---------- Supplied records ----------
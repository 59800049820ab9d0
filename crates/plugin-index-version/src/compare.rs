use std::cmp::Ordering;

/// Compare two dotted version strings.
///
/// Pre-release separators (`-`) are treated like release separators (`.`).
/// Leading identical segments are skipped; the first differing pair decides,
/// numerically if both parse as integers and lexically otherwise. When one
/// version runs out of segments first, the longer one is greater, so
/// `1.2.3 > 1.2` and `2.0-rc1 > 2.0`.
pub fn compare(a: &str, b: &str) -> Ordering {
    let left = segments(a);
    let right = segments(b);

    let common = left
        .iter()
        .zip(right.iter())
        .take_while(|(l, r)| l == r)
        .count();

    match (left.get(common), right.get(common)) {
        (Some(l), Some(r)) => compare_segment(l, r),
        _ => left.len().cmp(&right.len()),
    }
}

/// Returns true if `candidate` is strictly later than `current`.
pub fn is_later(candidate: &str, current: &str) -> bool {
    compare(candidate, current) == Ordering::Greater
}

fn segments(version: &str) -> Vec<&str> {
    version.split(['.', '-']).collect()
}

fn compare_segment(l: &str, r: &str) -> Ordering {
    match (l.parse::<i64>(), r.parse::<i64>()) {
        (Ok(l), Ok(r)) => l.cmp(&r),
        _ => l.cmp(r),
    }
}
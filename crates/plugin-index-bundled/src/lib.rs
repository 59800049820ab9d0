//! Plugin discovery from the host's own distribution archive.
//!
//! A host packaged as a single web archive carries a set of plugins inside
//! it. Those plugins only exist for the exact host build that is running, so
//! this source answers for the running version and nothing else.

mod archive;
mod descriptions;
mod manifest;
mod source;

pub use archive::{read_manifest, ArchiveEntry, HostArchive, MANIFEST_PATH};
pub use descriptions::Descriptions;
pub use manifest::Manifest;
pub use source::{
    BundledArchiveSource, DEFAULT_NAME_ATTRIBUTE, DEFAULT_PLUGINS_DIR, DEFAULT_VERSION_ATTRIBUTE,
};

use std::path::PathBuf;
use thiserror::Error;

#[derive(Error, Debug)]
pub enum ArchiveError {
    #[error("Archive not found: {0}")]
    NotFound(PathBuf),
    #[error("Failed to read archive: {0}")]
    Zip(#[from] zip::result::ZipError),
    #[error("IO error: {0}")]
    Io(#[from] std::io::Error),
}
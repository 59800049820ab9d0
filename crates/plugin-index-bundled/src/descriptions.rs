use std::collections::HashMap;

/// Human-readable descriptions for plugins shipped with the host.
#[derive(Debug, Clone, Default)]
pub struct Descriptions {
    entries: HashMap<String, String>,
}

const BUILTIN: &[(&str, &str)] = &[
    (
        "codemirror-editor",
        "CodeMirror plugin for polygerrit",
    ),
    (
        "commit-message-length-validator",
        "Plugin to validate that commit messages conform to length limits",
    ),
    ("delete-project", "Provides the ability to delete a project"),
    (
        "download-commands",
        "Adds the standard download schemes and commands",
    ),
    (
        "gitiles",
        "Plugin running Gitiles alongside a Gerrit server",
    ),
    ("hooks", "Old-style fork+exec hooks"),
    (
        "plugin-manager",
        "Adds support for discovering and installing other plugins",
    ),
    (
        "replication",
        "Copies to other servers using the Git protocol",
    ),
    (
        "reviewnotes",
        "Annotates merged commits using notes on refs/notes/review",
    ),
    (
        "singleusergroup",
        "GroupBackend enabling users to be directly added to access rules",
    ),
    (
        "webhooks",
        "Allows to propagate Gerrit events to remote http endpoints",
    ),
];

impl Descriptions {
    /// An empty table.
    pub fn new() -> Self {
        Self::default()
    }

    /// The table of plugins every host distribution ships.
    pub fn builtin() -> Self {
        let mut table = Self::new();
        table.extend(
            BUILTIN
                .iter()
                .map(|(name, text)| (name.to_string(), text.to_string())),
        );
        table
    }

    pub fn with(mut self, name: impl Into<String>, description: impl Into<String>) -> Self {
        self.entries.insert(name.into(), description.into());
        self
    }

    /// Add or replace entries.
    pub fn extend(&mut self, entries: impl IntoIterator<Item = (String, String)>) {
        self.entries.extend(entries);
    }

    pub fn get(&self, name: &str) -> Option<&str> {
        self.entries.get(name).map(String::as_str)
    }

    pub fn len(&self) -> usize {
        self.entries.len()
    }

    pub fn is_empty(&self) -> bool {
        self.entries.is_empty()
    }
}
//! Read access to zip-format archives (war and jar files).

use crate::manifest::Manifest;
use crate::ArchiveError;
use std::fs::File;
use std::io::{Cursor, Read};
use std::path::{Path, PathBuf};
use zip::result::ZipError;
use zip::ZipArchive;

/// Location of the manifest inside a jar.
pub const MANIFEST_PATH: &str = "META-INF/MANIFEST.MF";

/// An entry of an archive.
#[derive(Debug, Clone, PartialEq, Eq)]
pub struct ArchiveEntry {
    /// Full path inside the archive
    pub name: String,
    /// Whether the entry is a directory
    pub is_dir: bool,
}

/// An open archive on disk.
pub struct HostArchive {
    path: PathBuf,
    zip: ZipArchive<File>,
}

impl HostArchive {
    /// Open the archive at `path`.
    pub fn open(path: &Path) -> Result<Self, ArchiveError> {
        if !path.exists() {
            return Err(ArchiveError::NotFound(path.to_path_buf()));
        }
        let file = File::open(path)?;
        let zip = ZipArchive::new(file)?;
        Ok(Self {
            path: path.to_path_buf(),
            zip,
        })
    }

    pub fn path(&self) -> &Path {
        &self.path
    }

    /// List every entry in archive order.
    pub fn entries(&self) -> Vec<ArchiveEntry> {
        self.zip
            .file_names()
            .map(|name| ArchiveEntry {
                name: name.to_string(),
                is_dir: name.ends_with('/'),
            })
            .collect()
    }

    /// Read the full contents of an entry.
    pub fn read(&mut self, name: &str) -> Result<Vec<u8>, ArchiveError> {
        let mut entry = self.zip.by_name(name)?;
        let mut buf = Vec::new();
        entry.read_to_end(&mut buf)?;
        Ok(buf)
    }
}

/// Open `bytes` as a nested jar and parse its manifest, if it has one.
pub fn read_manifest(bytes: &[u8]) -> Result<Option<Manifest>, ArchiveError> {
    let mut jar = ZipArchive::new(Cursor::new(bytes))?;
    let mut entry = match jar.by_name(MANIFEST_PATH) {
        Ok(entry) => entry,
        Err(ZipError::FileNotFound) => return Ok(None),
        Err(e) => return Err(e.into()),
    };

    let mut raw = Vec::new();
    entry.read_to_end(&mut raw)?;
    Ok(Some(Manifest::parse(&String::from_utf8_lossy(&raw))))
}
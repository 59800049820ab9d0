//! JAR manifest parsing.
//!
//! Only the main section is kept. Lines starting with a single space continue
//! the previous attribute's value; attribute names compare case-insensitively.

#[derive(Debug, Clone, Default, PartialEq, Eq)]
pub struct Manifest {
    attributes: Vec<(String, String)>,
}

impl Manifest {
    pub fn parse(text: &str) -> Self {
        let mut attributes: Vec<(String, String)> = Vec::new();

        for line in text.lines() {
            if line.is_empty() {
                // End of the main section
                break;
            }

            if let Some(rest) = line.strip_prefix(' ') {
                if let Some((_, value)) = attributes.last_mut() {
                    value.push_str(rest);
                }
                continue;
            }

            match line.split_once(':') {
                Some((name, value)) => {
                    let value = value.strip_prefix(' ').unwrap_or(value);
                    attributes.push((name.trim().to_string(), value.to_string()));
                }
                None => tracing::debug!("Ignoring malformed manifest line: {}", line),
            }
        }

        Self { attributes }
    }

    /// Look up a main-section attribute.
    pub fn get(&self, name: &str) -> Option<&str> {
        self.attributes
            .iter()
            .find(|(key, _)| key.eq_ignore_ascii_case(name))
            .map(|(_, value)| value.as_str())
    }

    pub fn len(&self) -> usize {
        self.attributes.len()
    }

    pub fn is_empty(&self) -> bool {
        self.attributes.is_empty()
    }
}
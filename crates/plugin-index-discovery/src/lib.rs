//! Plugin catalog.
//!
//! Queries every registered source for a host version and merges the answers
//! into one list, keeping the latest version of each plugin name.

use futures::future::join_all;
use plugin_index_types::{PluginRecord, PluginSource};
use plugin_index_version::keep_latest;
use std::sync::Arc;
use tokio::task::JoinHandle;
use tracing::{debug, info, warn};

/// Merged view over a set of plugin sources.
#[derive(Clone, Default)]
pub struct PluginCatalog {
    sources: Vec<Arc<dyn PluginSource>>,
}

impl PluginCatalog {
    pub fn new() -> Self {
        Self::default()
    }

    /// Register a source. Earlier sources win ties between equal versions.
    pub fn with_source(mut self, source: Arc<dyn PluginSource>) -> Self {
        self.sources.push(source);
        self
    }

    pub fn add_source(&mut self, source: Arc<dyn PluginSource>) {
        self.sources.push(source);
    }

    pub fn sources(&self) -> impl Iterator<Item = &str> {
        self.sources.iter().map(|s| s.name())
    }

    pub fn is_empty(&self) -> bool {
        self.sources.is_empty()
    }

    /// List the plugins available for `host_version`, sorted by name.
    ///
    /// A source that fails contributes nothing; the others are still merged.
    pub async fn list(&self, host_version: &str) -> Vec<PluginRecord> {
        let answers = join_all(
            self.sources
                .iter()
                .map(|source| source.list(host_version)),
        )
        .await;

        let mut merged = Vec::new();
        for (source, answer) in self.sources.iter().zip(answers) {
            match answer {
                Ok(records) => {
                    debug!("{} listed {} plugins", source.name(), records.len());
                    merged.extend(records);
                }
                Err(e) => warn!("Plugin source {} failed: {}", source.name(), e),
            }
        }

        let plugins = keep_latest(merged);
        info!("{} plugins available for {}", plugins.len(), host_version);
        plugins
    }

    /// Warm the sources for `host_version` in the background.
    pub fn spawn_preload(self: Arc<Self>, host_version: impl Into<String>) -> JoinHandle<usize> {
        let host_version = host_version.into();
        tokio::spawn(async move {
            debug!("Preloading plugins for {}", host_version);
            let loaded = self.list(&host_version).await.len();
            info!("Preloaded {} plugins for {}", loaded, host_version);
            loaded
        })
    }
}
----------
Exercise
Scan the data for lines with the word "attributes". Report only how many there are.

Written reply
8